__ASSIGNMENT__: The answer must consist of every line from the data that holds the string "PathBuf".

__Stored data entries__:
============================================================

//! Configuration management for nlp-lens

use crate::error::{NlpLensError, Result};
use serde::{Deserialize, Serialize};
use std::path::{Path, PathBuf};

#[derive(Debug, Clone, Serialize, Deserialize)]
pub struct Config {
    pub analysis: AnalysisConfig,
    pub input: InputConfig,
    pub wordcloud: WordCloudConfig,
    pub output: OutputConfig,
}

#[derive(Debug, Clone, Serialize, Deserialize)]
pub struct AnalysisConfig {
    /// Bars shown in the keyword frequency plot when `--top` is absent
    pub default_top_n: usize,
    pub min_top_n: usize,
    pub max_top_n: usize,
    /// Entries in the "Top Keywords" panel
    pub keyword_summary_count: usize,
    pub language: String,
}

#[derive(Debug, Clone, Serialize, Deserialize)]
pub struct InputConfig {
    pub pdf_pages: PdfPages,
    pub enable_cache: bool,
}

#[derive(Debug, Clone, Copy, PartialEq, Eq, Hash, Serialize, Deserialize)]
pub enum PdfPages {
    /// Extract every page
    All,
    /// Extract page 1 only
    First,
}

#[derive(Debug, Clone, Serialize, Deserialize)]
pub struct WordCloudConfig {
    pub width: u32,
    pub height: u32,
    pub max_words: usize,
    pub max_font_size: f32,
    pub min_font_size: f32,
    pub relative_scaling: f32,
    pub background: String,
}

#[derive(Debug, Clone, Serialize, Deserialize)]
pub struct OutputConfig {
    pub format: OutputFormat,
    pub color_output: bool,
    pub include_styles: bool,
}

#[derive(Debug, Clone, Copy, PartialEq, Eq, Serialize, Deserialize)]
pub enum OutputFormat {
    Console,
    Json,
    Markdown,
    Html,
    Csv,
}

impl Default for Config {
    fn default() -> Self {
        Self {
            analysis: AnalysisConfig {
                default_top_n: 5,
                min_top_n: 5,
                max_top_n: 15,
                keyword_summary_count: 5,
                language: "en".to_string(),
            },
            input: InputConfig {
                pdf_pages: PdfPages::All,
                enable_cache: true,
            },
            wordcloud: WordCloudConfig {
                width: 400,
                height: 200,
                max_words: 200,
                max_font_size: 60.0,
                min_font_size: 4.0,
                relative_scaling: 0.5,
                background: "#000000".to_string(),
            },
            output: OutputConfig {
                format: OutputFormat::Console,
                color_output: true,
                include_styles: true,
            },
        }
    }
}

impl Config {
    pub fn load() -> Result<Self> {
        let config_path = Self::config_path();

        if config_path.exists() {
            Self::read(&config_path)
        } else {
            let config = Self::default();
            config.save()?;
            Ok(config)
        }
    }

    /// Load from an explicit path, falling back to defaults when it is missing
    pub fn load_from(path: &Path) -> Result<Self> {
        if path.exists() {
            Self::read(path)
        } else {
            log::warn!("Config file {} not found, using defaults", path.display());
            Ok(Self::default())
        }
    }

    fn read(path: &Path) -> Result<Self> {
        let content = std::fs::read_to_string(path)?;
        let config: Config = toml::from_str(&content)
            .map_err(|e| NlpLensError::Configuration(format!("Failed to parse config: {}", e)))?;
        config.validate()?;
        Ok(config)
    }

    pub fn save(&self) -> Result<()> {
        self.save_to(&Self::config_path())
    }

    pub fn save_to(&self, config_path: &Path) -> Result<()> {
        if let Some(parent) = config_path.parent() {
            std::fs::create_dir_all(parent)?;
        }

        let content = toml::to_string_pretty(self)
            .map_err(|e| NlpLensError::Configuration(format!("Failed to serialize config: {}", e)))?;

        std::fs::write(config_path, content)?;
        Ok(())
    }

    pub fn config_path() -> PathBuf {
        dirs::config_dir()
            .unwrap_or_else(|| dirs::home_dir().unwrap_or_else(|| PathBuf::from(".")))
            .join("nlp-lens")
            .join("config.toml")
    }

    pub fn validate(&self) -> Result<()> {
        let analysis = &self.analysis;
        if analysis.min_top_n == 0 || analysis.min_top_n > analysis.max_top_n {
            return Err(NlpLensError::Configuration(format!(
                "analysis.min_top_n ({}) must be between 1 and max_top_n ({})",
                analysis.min_top_n, analysis.max_top_n
            )));
        }
        if self.wordcloud.width == 0 || self.wordcloud.height == 0 {
            return Err(NlpLensError::Configuration(
                "wordcloud canvas must have a non-zero size".to_string(),
            ));
        }
        if !(0.0..=1.0).contains(&self.wordcloud.relative_scaling) {
            return Err(NlpLensError::Configuration(
                "wordcloud.relative_scaling must lie in [0, 1]".to_string(),
            ));
        }
        if self.wordcloud.min_font_size <= 0.0
            || self.wordcloud.min_font_size > self.wordcloud.max_font_size
        {
            return Err(NlpLensError::Configuration(
                "wordcloud font sizes must satisfy 0 < min_font_size <= max_font_size".to_string(),
            ));
        }
        Ok(())
    }

    /// Clamp a requested "most common tokens" count into the allowed range
    pub fn clamp_top_n(&self, requested: Option<usize>) -> usize {
        requested
            .unwrap_or(self.analysis.default_top_n)
            .clamp(self.analysis.min_top_n, self.analysis.max_top_n)
    }
}

#[cfg(test)]
mod tests {
    use super::*;

    #[test]
    fn test_default_config_is_valid() {
        assert!(Config::default().validate().is_ok());
    }

    #[test]
    fn test_clamp_top_n() {
        let config = Config::default();
        assert_eq!(config.clamp_top_n(None), 5);
        assert_eq!(config.clamp_top_n(Some(2)), 5);
        assert_eq!(config.clamp_top_n(Some(9)), 9);
        assert_eq!(config.clamp_top_n(Some(40)), 15);
    }

    #[test]
    fn test_toml_round_trip() {
        let dir = tempfile::tempdir().unwrap();
        let path = dir.path().join("config.toml");

        let mut config = Config::default();
        config.input.pdf_pages = PdfPages::First;
        config.save_to(&path).unwrap();

        let loaded = Config::load_from(&path).unwrap();
        assert_eq!(loaded.input.pdf_pages, PdfPages::First);
        assert_eq!(loaded.wordcloud.max_words, 200);
    }

    #[test]
    fn test_missing_path_falls_back_to_defaults() {
        let dir = tempfile::tempdir().unwrap();
        let config = Config::load_from(&dir.path().join("absent.toml")).unwrap();
        assert_eq!(config.analysis.keyword_summary_count, 5);
    }

    #[test]
    fn test_invalid_range_rejected() {
        let mut config = Config::default();
        config.analysis.min_top_n = 20;
        assert!(config.validate().is_err());
    }
}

============================================================

__RESULT BELOW__:
use std::path::{Path, PathBuf};
    pub fn config_path() -> PathBuf {
            .unwrap_or_else(|| dirs::home_dir().unwrap_or_else(|| PathBuf::from(".")))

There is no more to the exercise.